◆ **Exercise aim**:
Report every line of the data where the string "shared" appears.

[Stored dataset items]

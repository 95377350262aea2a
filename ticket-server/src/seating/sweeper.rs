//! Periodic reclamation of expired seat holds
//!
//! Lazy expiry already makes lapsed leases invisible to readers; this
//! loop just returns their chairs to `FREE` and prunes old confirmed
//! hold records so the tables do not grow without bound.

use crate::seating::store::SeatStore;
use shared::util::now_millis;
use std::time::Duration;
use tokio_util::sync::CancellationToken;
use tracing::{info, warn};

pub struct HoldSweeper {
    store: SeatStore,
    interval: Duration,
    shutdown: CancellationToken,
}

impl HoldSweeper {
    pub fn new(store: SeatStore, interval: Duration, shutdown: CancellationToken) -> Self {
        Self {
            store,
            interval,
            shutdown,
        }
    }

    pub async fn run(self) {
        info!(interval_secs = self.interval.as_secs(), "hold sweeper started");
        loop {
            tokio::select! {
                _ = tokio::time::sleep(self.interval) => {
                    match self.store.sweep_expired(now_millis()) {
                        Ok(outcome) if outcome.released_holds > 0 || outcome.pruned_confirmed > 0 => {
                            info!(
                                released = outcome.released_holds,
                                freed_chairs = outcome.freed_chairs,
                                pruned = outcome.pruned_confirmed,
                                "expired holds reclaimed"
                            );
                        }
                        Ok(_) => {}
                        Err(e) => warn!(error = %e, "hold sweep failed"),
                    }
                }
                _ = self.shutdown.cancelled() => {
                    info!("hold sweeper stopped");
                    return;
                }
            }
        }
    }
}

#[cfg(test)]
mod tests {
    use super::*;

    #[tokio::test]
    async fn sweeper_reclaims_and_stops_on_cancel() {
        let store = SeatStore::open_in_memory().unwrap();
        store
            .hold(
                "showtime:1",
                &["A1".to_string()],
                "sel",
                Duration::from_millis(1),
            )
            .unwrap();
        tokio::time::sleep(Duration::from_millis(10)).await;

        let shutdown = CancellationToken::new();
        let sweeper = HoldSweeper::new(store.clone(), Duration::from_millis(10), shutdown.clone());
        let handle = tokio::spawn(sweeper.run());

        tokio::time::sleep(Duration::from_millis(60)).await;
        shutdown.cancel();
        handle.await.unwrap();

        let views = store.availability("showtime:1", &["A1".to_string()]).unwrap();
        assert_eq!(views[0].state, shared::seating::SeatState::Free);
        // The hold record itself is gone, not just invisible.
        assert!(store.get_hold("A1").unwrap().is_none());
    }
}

* * *

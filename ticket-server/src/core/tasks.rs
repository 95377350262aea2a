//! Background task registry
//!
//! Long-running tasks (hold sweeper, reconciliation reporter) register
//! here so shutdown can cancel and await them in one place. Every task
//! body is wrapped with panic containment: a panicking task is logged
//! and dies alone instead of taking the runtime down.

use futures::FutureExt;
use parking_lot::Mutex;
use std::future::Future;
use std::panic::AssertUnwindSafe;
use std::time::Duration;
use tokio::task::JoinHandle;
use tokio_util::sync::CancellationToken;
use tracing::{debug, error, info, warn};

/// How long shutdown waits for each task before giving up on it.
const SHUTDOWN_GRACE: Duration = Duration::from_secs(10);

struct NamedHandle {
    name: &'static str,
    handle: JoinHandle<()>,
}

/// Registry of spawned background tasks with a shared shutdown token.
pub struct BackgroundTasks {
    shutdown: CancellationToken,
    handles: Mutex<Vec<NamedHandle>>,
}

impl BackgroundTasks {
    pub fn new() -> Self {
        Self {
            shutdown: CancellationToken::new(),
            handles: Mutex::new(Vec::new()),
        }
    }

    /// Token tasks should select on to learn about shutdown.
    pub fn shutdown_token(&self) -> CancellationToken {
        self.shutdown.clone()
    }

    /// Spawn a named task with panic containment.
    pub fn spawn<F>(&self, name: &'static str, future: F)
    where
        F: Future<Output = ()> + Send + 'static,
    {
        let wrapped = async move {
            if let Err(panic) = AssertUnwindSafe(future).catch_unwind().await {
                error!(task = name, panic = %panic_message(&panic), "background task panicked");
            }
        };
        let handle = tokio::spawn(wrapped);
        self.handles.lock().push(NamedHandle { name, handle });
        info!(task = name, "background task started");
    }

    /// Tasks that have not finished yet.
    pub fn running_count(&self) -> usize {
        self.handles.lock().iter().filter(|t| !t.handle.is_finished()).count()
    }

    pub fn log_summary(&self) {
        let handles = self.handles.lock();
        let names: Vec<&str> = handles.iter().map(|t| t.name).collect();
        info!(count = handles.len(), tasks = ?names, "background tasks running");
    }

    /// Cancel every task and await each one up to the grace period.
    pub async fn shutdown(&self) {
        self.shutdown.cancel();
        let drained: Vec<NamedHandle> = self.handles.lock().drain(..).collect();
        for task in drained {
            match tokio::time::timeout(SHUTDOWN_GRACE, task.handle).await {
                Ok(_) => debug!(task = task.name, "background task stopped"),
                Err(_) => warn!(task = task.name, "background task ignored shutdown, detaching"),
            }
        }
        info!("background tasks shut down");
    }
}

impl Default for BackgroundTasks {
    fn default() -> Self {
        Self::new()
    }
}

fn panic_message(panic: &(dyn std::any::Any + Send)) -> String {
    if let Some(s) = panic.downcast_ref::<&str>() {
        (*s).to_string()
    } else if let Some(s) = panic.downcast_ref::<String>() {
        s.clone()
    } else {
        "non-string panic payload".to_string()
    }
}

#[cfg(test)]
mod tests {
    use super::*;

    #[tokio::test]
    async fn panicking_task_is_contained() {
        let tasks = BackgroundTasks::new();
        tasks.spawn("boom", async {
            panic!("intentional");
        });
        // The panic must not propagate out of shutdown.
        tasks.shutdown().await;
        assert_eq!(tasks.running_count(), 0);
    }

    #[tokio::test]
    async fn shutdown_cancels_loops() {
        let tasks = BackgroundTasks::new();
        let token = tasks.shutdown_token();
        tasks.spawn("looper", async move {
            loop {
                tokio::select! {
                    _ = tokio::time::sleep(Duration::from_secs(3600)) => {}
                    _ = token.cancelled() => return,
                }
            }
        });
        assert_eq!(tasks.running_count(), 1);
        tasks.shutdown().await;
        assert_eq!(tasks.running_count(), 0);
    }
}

◆ **Answer box**:
use shared::util::now_millis;
        assert_eq!(views[0].state, shared::seating::SeatState::Free);
/// Registry of spawned background tasks with a shared shutdown token.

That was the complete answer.